Within the records below, reproduce without change the lines from the line that has "pub type AppResult<T> = Result<T, AppError>;" through the line that has "impl<T> ErrorContext<T> for", and only those.

━━ LISTED RECORDS

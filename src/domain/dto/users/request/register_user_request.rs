//! 사용자 등록 요청 DTO
//!
//! 회원가입 요청 본문을 정의합니다. 모든 필드가 필수이며,
//! 누락 여부는 역직렬화가 아닌 `validator` 검증 단계에서 판단하여
//! 일관된 400 응답을 돌려줍니다.

use serde::{Deserialize, Deserializer, Serialize};
use validator::Validate;
use crate::core::errors::AppError;

/// 필수 필드 누락 시 응답 메시지
pub const ALL_FIELDS_REQUIRED: &str = "All fields are required";

/// 사용자 등록 요청
///
/// 좌표는 JSON 숫자 또는 숫자 문자열(`"37.56"`)을 모두 허용합니다.
#[derive(Debug, Clone, Default, Serialize, Deserialize, Validate)]
pub struct RegisterUserRequest {
    #[validate(required(message = "All fields are required"), length(min = 1, message = "All fields are required"))]
    pub name: Option<String>,

    #[validate(required(message = "All fields are required"), length(min = 1, message = "All fields are required"))]
    pub email: Option<String>,

    /// 평문 비밀번호 (저장 전 해싱됨)
    #[validate(required(message = "All fields are required"), length(min = 1, message = "All fields are required"))]
    pub password: Option<String>,

    #[validate(required(message = "All fields are required"), length(min = 1, message = "All fields are required"))]
    pub address: Option<String>,

    #[serde(default, deserialize_with = "lenient_coordinate")]
    #[validate(required(message = "All fields are required"))]
    pub latitude: Option<f64>,

    #[serde(default, deserialize_with = "lenient_coordinate")]
    #[validate(required(message = "All fields are required"))]
    pub longitude: Option<f64>,
}

/// 검증을 통과한 등록 입력값
#[derive(Debug, Clone)]
pub struct RegistrationFields {
    pub name: String,
    pub email: String,
    pub password: String,
    pub address: String,
    pub latitude: f64,
    pub longitude: f64,
}

impl RegisterUserRequest {
    /// 요청을 검증하고 필수값이 채워진 입력으로 변환합니다.
    ///
    /// # Errors
    ///
    /// * `AppError::ValidationError` - 하나라도 누락되거나 비어 있는 경우
    pub fn into_fields(self) -> Result<RegistrationFields, AppError> {
        self.validate()
            .map_err(|_| AppError::ValidationError(ALL_FIELDS_REQUIRED.to_string()))?;

        let missing = || AppError::ValidationError(ALL_FIELDS_REQUIRED.to_string());

        Ok(RegistrationFields {
            name: self.name.ok_or_else(missing)?,
            email: self.email.ok_or_else(missing)?,
            password: self.password.ok_or_else(missing)?,
            address: self.address.ok_or_else(missing)?,
            latitude: self.latitude.ok_or_else(missing)?,
            longitude: self.longitude.ok_or_else(missing)?,
        })
    }
}

#[derive(Deserialize)]
#[serde(untagged)]
enum Coordinate {
    Number(f64),
    Text(String),
}

/// 숫자 또는 숫자 문자열 좌표를 받아들입니다. 빈 문자열과 `null`은 누락으로 처리합니다.
fn lenient_coordinate<'de, D>(deserializer: D) -> Result<Option<f64>, D::Error>
where
    D: Deserializer<'de>,
{
    match Option::<Coordinate>::deserialize(deserializer)? {
        None => Ok(None),
        Some(Coordinate::Number(value)) => Ok(Some(value)),
        Some(Coordinate::Text(text)) if text.trim().is_empty() => Ok(None),
        Some(Coordinate::Text(text)) => text
            .trim()
            .parse::<f64>()
            .map(Some)
            .map_err(|_| serde::de::Error::custom(format!("invalid coordinate: {}", text))),
    }
}
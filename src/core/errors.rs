//! # Application Error Handling System
//!
//! 서비스 전역의 에러 타입과 HTTP 응답 변환을 담당합니다.
//! `thiserror`로 에러를 정의하고 `actix_web::ResponseError`를 구현하여
//! 핸들러가 `Result<HttpResponse, AppError>`를 반환하기만 하면
//! 일관된 JSON 에러 응답이 만들어집니다.
//!
//! ## HTTP 응답 매핑
//!
//! | AppError | HTTP Status | 사용 시나리오 |
//! |----------|-------------|---------------|
//! | `ValidationError` | 400 Bad Request | 필수 입력 누락, 잘못된 본문 |
//! | `ConflictError` | 400 Bad Request | 이메일 중복 |
//! | `AuthenticationError` | 401 Unauthorized | 토큰 누락/위조/만료, 사용자 없음 |
//! | `DatabaseError` | 500 Internal Server Error | MongoDB 오류 |
//! | `InternalError` | 500 Internal Server Error | 핸들러 경계에서 분류된 예기치 못한 오류 |
//!
//! ## 응답 형식
//!
//! ```json
//! { "status_code": "400", "message": "All fields are required" }
//! { "status_code": "500", "message": "Listing error", "error": "Database error: ..." }
//! ```
//!
//! `error` 필드는 500 응답에만 포함됩니다.

use actix_web::http::StatusCode;
use actix_web::{HttpResponse, ResponseError};
use serde::Serialize;
use thiserror::Error;

/// 500 응답의 기본 메시지
pub const DEFAULT_INTERNAL_MESSAGE: &str = "Server error";

/// 애플리케이션 전역 에러 타입
#[derive(Error, Debug, Clone, PartialEq)]
pub enum AppError {
    /// 입력값 검증 에러 (400)
    #[error("{0}")]
    ValidationError(String),

    /// 충돌/중복 에러 (400)
    ///
    /// 이메일 중복은 기존 API 계약에 따라 409가 아닌 400으로 응답합니다.
    #[error("{0}")]
    ConflictError(String),

    /// 인증 실패 에러 (401)
    #[error("{0}")]
    AuthenticationError(String),

    /// 데이터베이스 관련 에러 (500)
    #[error("Database error: {0}")]
    DatabaseError(String),

    /// 내부 서버 에러 (500)
    ///
    /// `message`는 클라이언트에게 보이는 요약, `error`는 원인 메시지입니다.
    #[error("{message}: {error}")]
    InternalError { message: String, error: String },
}

impl AppError {
    /// 원인 메시지를 그대로 전달하는 내부 에러를 생성합니다.
    pub fn internal(message: impl Into<String>, error: impl ToString) -> Self {
        AppError::InternalError {
            message: message.into(),
            error: error.to_string(),
        }
    }

    /// 클라이언트 오류가 아닌 에러에 핸들러별 메시지를 붙입니다.
    ///
    /// 4xx 에러는 그대로 유지됩니다.
    pub fn with_context(self, message: &str) -> Self {
        match self {
            AppError::DatabaseError(cause) => {
                AppError::internal(message, format!("Database error: {}", cause))
            }
            AppError::InternalError { error, .. } => AppError::InternalError {
                message: message.to_string(),
                error,
            },
            other => other,
        }
    }

    fn public_parts(&self) -> (String, Option<String>) {
        match self {
            AppError::ValidationError(msg)
            | AppError::ConflictError(msg)
            | AppError::AuthenticationError(msg) => (msg.clone(), None),
            AppError::DatabaseError(_) => (DEFAULT_INTERNAL_MESSAGE.to_string(), Some(self.to_string())),
            AppError::InternalError { message, error } => (message.clone(), Some(error.clone())),
        }
    }
}

/// 에러 응답 본문
#[derive(Debug, Serialize)]
pub struct ErrorBody {
    pub status_code: String,
    pub message: String,
    #[serde(skip_serializing_if = "Option::is_none")]
    pub error: Option<String>,
}

impl ResponseError for AppError {
    fn status_code(&self) -> StatusCode {
        match self {
            AppError::ValidationError(_) | AppError::ConflictError(_) => StatusCode::BAD_REQUEST,
            AppError::AuthenticationError(_) => StatusCode::UNAUTHORIZED,
            AppError::DatabaseError(_) | AppError::InternalError { .. } => {
                StatusCode::INTERNAL_SERVER_ERROR
            }
        }
    }

    /// 각 에러 타입을 상태 코드와 JSON 본문으로 변환합니다.
    fn error_response(&self) -> HttpResponse {
        let status = self.status_code();
        let (message, error) = self.public_parts();

        if status.is_server_error() {
            log::error!("{}", self);
        }

        HttpResponse::build(status).json(ErrorBody {
            status_code: status.as_u16().to_string(),
            message,
            error,
        })
    }
}

/// 편의성을 위한 Result 타입 별칭
pub type AppResult<T> = Result<T, AppError>;

/// 핸들러 경계에서 500 메시지를 지정하는 확장 trait
pub trait ErrorContext<T> {
    /// 서버 측 에러를 `InternalError { message: msg, .. }`로 바꿉니다.
    fn context(self, msg: &str) -> AppResult<T>;
}

impl<T> ErrorContext<T> for AppResult<T> {
    fn context(self, msg: &str) -> AppResult<T> {
        self.map_err(|e| e.with_context(msg))
    }
}
//! 데이터 및 서버 설정 관리 모듈
//!
//! 데이터베이스, 서버, 실행 환경, 패스워드 해싱 관련 설정을 관리합니다.

use std::env;

/// 애플리케이션 실행 환경
#[derive(Debug, Clone, PartialEq)]
pub enum Environment {
    /// 개발 환경
    Development,
    /// 테스트 환경 - 빠른 해싱 cost 사용
    Test,
    /// 스테이징 환경
    Staging,
    /// 프로덕션 환경 - 필수 설정 누락 시 기동 실패
    Production,
}

impl Environment {
    /// 현재 실행 환경을 감지합니다.
    ///
    /// `ENVIRONMENT` 또는 `NODE_ENV` 환경 변수를 확인하며,
    /// 설정되지 않은 경우 `Production`을 기본값으로 사용합니다.
    ///
    /// # Examples
    ///
    /// ```rust,ignore
    /// let env = Environment::current();
    /// if env == Environment::Production {
    ///     log::info!("프로덕션 모드로 실행합니다");
    /// }
    /// ```
    pub fn current() -> Self {
        let raw = env::var("ENVIRONMENT")
            .unwrap_or_else(|_| env::var("NODE_ENV").unwrap_or_else(|_| "production".to_string()));

        Self::from_str(&raw)
    }

    /// 문자열에서 Environment를 생성합니다.
    ///
    /// 알 수 없는 값인 경우 `Production`을 반환합니다.
    pub fn from_str(s: &str) -> Self {
        match s.trim().to_lowercase().as_str() {
            "development" | "dev" => Environment::Development,
            "test" | "testing" => Environment::Test,
            "staging" | "stage" => Environment::Staging,
            _ => Environment::Production,
        }
    }
}

/// 패스워드 해싱 설정
pub struct PasswordConfig;

impl PasswordConfig {
    /// 기본 bcrypt cost
    pub const DEFAULT_COST: u32 = 10;

    /// 현재 환경에 맞는 bcrypt cost를 반환합니다.
    ///
    /// `BCRYPT_COST`가 4-15 범위의 값이면 그대로 사용하고,
    /// 그렇지 않으면 환경별 기본값을 사용합니다.
    pub fn bcrypt_cost() -> u32 {
        if let Ok(cost_str) = env::var("BCRYPT_COST") {
            if let Ok(cost) = cost_str.parse::<u32>() {
                if (4..=15).contains(&cost) {
                    return cost;
                }
            }
            log::warn!("BCRYPT_COST 값이 유효하지 않습니다: {}", cost_str);
        }

        Self::bcrypt_cost_for_env(&Environment::current())
    }

    /// 특정 환경에 대한 bcrypt cost를 반환합니다.
    ///
    /// - Test: 4 (테스트 속도 우선)
    /// - 그 외: 10
    pub fn bcrypt_cost_for_env(env: &Environment) -> u32 {
        match env {
            Environment::Test => 4,
            _ => Self::DEFAULT_COST,
        }
    }
}

/// 서버 바인딩 설정
pub struct ServerConfig;

impl ServerConfig {
    /// 서버가 바인딩할 포트를 반환합니다. 기본값: 3000
    pub fn port() -> u16 {
        env::var("PORT")
            .ok()
            .and_then(|port| port.parse().ok())
            .unwrap_or(3000)
    }

    /// 서버가 바인딩할 호스트 주소를 반환합니다. 기본값: "0.0.0.0"
    pub fn host() -> String {
        env::var("HOST").unwrap_or_else(|_| "0.0.0.0".to_string())
    }

    /// HTTP 워커 스레드 수. 기본값: 4
    pub fn workers() -> usize {
        env::var("HTTP_WORKERS")
            .ok()
            .and_then(|workers| workers.parse().ok())
            .filter(|workers: &usize| *workers > 0)
            .unwrap_or(4)
    }

    /// `host:port` 형태의 바인딩 주소
    pub fn bind_address() -> String {
        format!("{}:{}", Self::host(), Self::port())
    }
}

/// MongoDB 연결 설정
pub struct DatabaseConfig;

impl DatabaseConfig {
    /// MongoDB 연결 URI
    ///
    /// `MONGODB_URI`, `MONGO_URI` 순서로 확인합니다.
    pub fn uri() -> String {
        env::var("MONGODB_URI")
            .or_else(|_| env::var("MONGO_URI"))
            .unwrap_or_else(|_| "mongodb://localhost:27017".to_string())
    }

    /// 사용할 데이터베이스 이름. 기본값: "geo_users"
    pub fn database_name() -> String {
        env::var("DATABASE_NAME").unwrap_or_else(|_| "geo_users".to_string())
    }
}

/// CORS 허용 Origin 설정
pub struct CorsConfig;

impl CorsConfig {
    /// 허용할 Origin 목록
    ///
    /// `CORS_ALLOWED_ORIGINS` (쉼표 구분)가 없으면 로컬 개발용 주소를 사용합니다.
    pub fn allowed_origins() -> Vec<String> {
        match env::var("CORS_ALLOWED_ORIGINS") {
            Ok(raw) => parse_origins(&raw),
            Err(_) => vec![
                "http://localhost:3000".to_string(),
                "http://127.0.0.1:3000".to_string(),
            ],
        }
    }
}

fn parse_origins(raw: &str) -> Vec<String> {
    raw.split(',')
        .map(str::trim)
        .filter(|origin| !origin.is_empty())
        .map(str::to_string)
        .collect()
}

#[cfg(test)]
mod tests {
    use super::*;

    #[test]
    fn test_environment_from_string() {
        assert_eq!(
            Environment::from_str("development"),
            Environment::Development
        );
        assert_eq!(Environment::from_str("dev"), Environment::Development);
        assert_eq!(Environment::from_str("TEST"), Environment::Test);
        assert_eq!(Environment::from_str("stage"), Environment::Staging);
        assert_eq!(Environment::from_str("production"), Environment::Production);
        assert_eq!(Environment::from_str("unknown"), Environment::Production);
    }

    #[test]
    fn test_bcrypt_cost_for_each_environment() {
        assert_eq!(
            PasswordConfig::bcrypt_cost_for_env(&Environment::Development),
            10
        );
        assert_eq!(PasswordConfig::bcrypt_cost_for_env(&Environment::Test), 4);
        assert_eq!(
            PasswordConfig::bcrypt_cost_for_env(&Environment::Staging),
            10
        );
        assert_eq!(
            PasswordConfig::bcrypt_cost_for_env(&Environment::Production),
            10
        );
    }

    #[test]
    fn test_server_config_defaults() {
        if env::var("PORT").is_err() {
            assert_eq!(ServerConfig::port(), 3000);
        }

        if env::var("HOST").is_err() {
            assert_eq!(ServerConfig::host(), "0.0.0.0");
        }
    }

    #[test]
    fn test_parse_origins_skips_blanks() {
        let origins = parse_origins(" http://a.test , ,http://b.test,");
        assert_eq!(origins, vec!["http://a.test", "http://b.test"]);
    }
}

━━━━

ANSWER TO THIS PROBLEM –
pub type AppResult<T> = Result<T, AppError>;

/// 핸들러 경계에서 500 메시지를 지정하는 확장 trait
pub trait ErrorContext<T> {
    /// 서버 측 에러를 `InternalError { message: msg, .. }`로 바꿉니다.
    fn context(self, msg: &str) -> AppResult<T>;
}

impl<T> ErrorContext<T> for AppResult<T> {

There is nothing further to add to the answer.